En ce qui concerne la légalité du contrat en litige :
3. Aux termes de l’article 1er du décret du 28 décembre 2018 visé ci-dessus : « La création ou vacance de tout emploi permanent au sein des administrations mentionnées aux articles L. 1 et L. 2 du code général de la fonction publique fait l’objet sans délai, d’une publicité sur un espace numérique commun aux trois versants de la fonction publique. / Cette obligation de publicité s’applique dans le respect des conditions prévues par l’article L. 313-4 de ce même code. / Les emplois pourvus par contrat pour une durée supérieure ou égale à un an font également l’objet de l’obligation de publicité prévue au présent article ». Il résulte de ces dispositions que doivent faire l’objet d’une publication les emplois permanents nouvellement créés ou vacants ainsi que les emplois non permanents pour lesquels il est procédé à un recrutement par un contrat d’une durée supérieure ou égale à un an.

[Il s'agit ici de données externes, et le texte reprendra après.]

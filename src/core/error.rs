//! Error types for the board engine.
//!
//! Player-level mistakes (non-adjacent selection, a swap that forms no
//! chain) are ordinary outcomes, not errors. The variants here cover calls
//! a correct integration should never make, and bad configuration.

use std::path::PathBuf;

use super::position::Position;

/// Errors returned by board and session operations.
#[derive(Debug, Clone, PartialEq, Eq, thiserror::Error)]
pub enum EngineError {
    /// Coordinate outside `[0, rows) × [0, cols)`.
    #[error("position {position} is outside the {rows}x{cols} board")]
    OutOfBounds {
        position: Position,
        rows: usize,
        cols: usize,
    },

    /// The session has ended; no further selections are accepted.
    #[error("the game is over")]
    GameOver,
}

/// Result type alias for engine operations.
pub type EngineResult<T> = Result<T, EngineError>;

/// Errors that can occur when building or loading configuration.
#[derive(Debug, thiserror::Error)]
pub enum ConfigError {
    #[error("failed to read config file {path}: {source}")]
    FileRead {
        path: PathBuf,
        source: std::io::Error,
    },

    #[error("failed to parse TOML: {0}")]
    TomlParse(#[from] toml::de::Error),

    #[error("config validation error: {0}")]
    Validation(String),

    #[error("board is {rows}x{cols} but the config expects {expected_rows}x{expected_cols}")]
    BoardShape {
        rows: usize,
        cols: usize,
        expected_rows: usize,
        expected_cols: usize,
    },

    #[error("tile at {position} has style {style}, outside the {num_styles} configured styles")]
    TileStyle {
        position: Position,
        style: u8,
        num_styles: u8,
    },
}

/// Errors rejecting deserialized tiles and boards.
#[derive(Debug, Clone, PartialEq, Eq, thiserror::Error)]
pub enum BoardDataError {
    #[error("tile value {0} is neither a style nor EMPTY")]
    InvalidTile(u8),

    #[error("board of {rows}x{cols} cannot hold {cells} cells")]
    CellCount {
        rows: usize,
        cols: usize,
        cells: usize,
    },
}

4. Il est constant qu’aucune publicité n’a été donnée à la vacance du poste de chargée de mission pour lequel Mme F a été recrutée par le contrat d’une durée d’un an que contestent les requérants. Dans ces conditions, Mme C et M. D sont fondés à soutenir que les dispositions précitées de l’article 1er du décret du 28 décembre 2018 ont été méconnues et à demander pour ce motif l’annulation de ce contrat.
Sur les conclusions tendant à l’application de l’article L. 741-2 du code de justice administrative :
5. Les passages des mémoires des requérants critiqués par Mme F et ayant trait aux affinités personnelles auxquelles celle-ci devrait son recrutement ou à la qualification pénale qu’un tel recrutement pourrait recevoir n’excèdent pas le droit à la libre discussion et ne présentent pas un caractère injurieux, outrageant ou diffamatoire au sens des dispositions de l’article 41 de la loi du 29 juillet 1881 reproduites à l’article L. 741-2 du code de justice administrative. Par suite, les conclusions présentées par Mme F tendant à l’application de ces dispositions en vue de la suppression de ces passages doivent être rejetées.
Sur les frais liés au litige :
6. Les dispositions de l’article L. 761-1 du code de justice administrative font obstacle à ce qu’il soit fait droit aux conclusions de la commune de La Voulte-sur-Rhône et de Mme F présentées au titre des frais d’instance et dirigées contre les requérants, qui ne sont pas partie perdante.
DECIDE :
Article 1er : Le contrat conclu entre la commune de La Voulte-sur-Rhône et Mme F en vue de pourvoir pour une durée d’un an au poste de chargée de mission à compter du 8 juillet 2022 est annulé.
Article 2 : les conclusions présentées par la commune de La Voulte-sur-Rhône et par Mme F sont rejetées.
Article 3 : Le présent jugement sera notifié à Mme E C et M. B D, à Mme A F ainsi qu’à la commune de La Voulte-sur-Rhône.
Délibéré après l’audience du 27 mai 2024, à laquelle siégeaient :
M. Gille, président,
M. Richard-Rendolet, premier conseiller,
Mme Feron, première conseillère.
Rendu public par mise à disposition au greffe le 19 août 2024.
Le rapporteur,
F-X. Richard-RendoletLe président,
A. Gille
La greffière,
F. de Biasi
La République mande et ordonne au préfet de l’Ardèche en ce qui le concerne ou à tous commissaires de justice à ce requis en ce qui concerne les voies de droit commun contre les parties privées de pourvoir à l’exécution de la présente décision.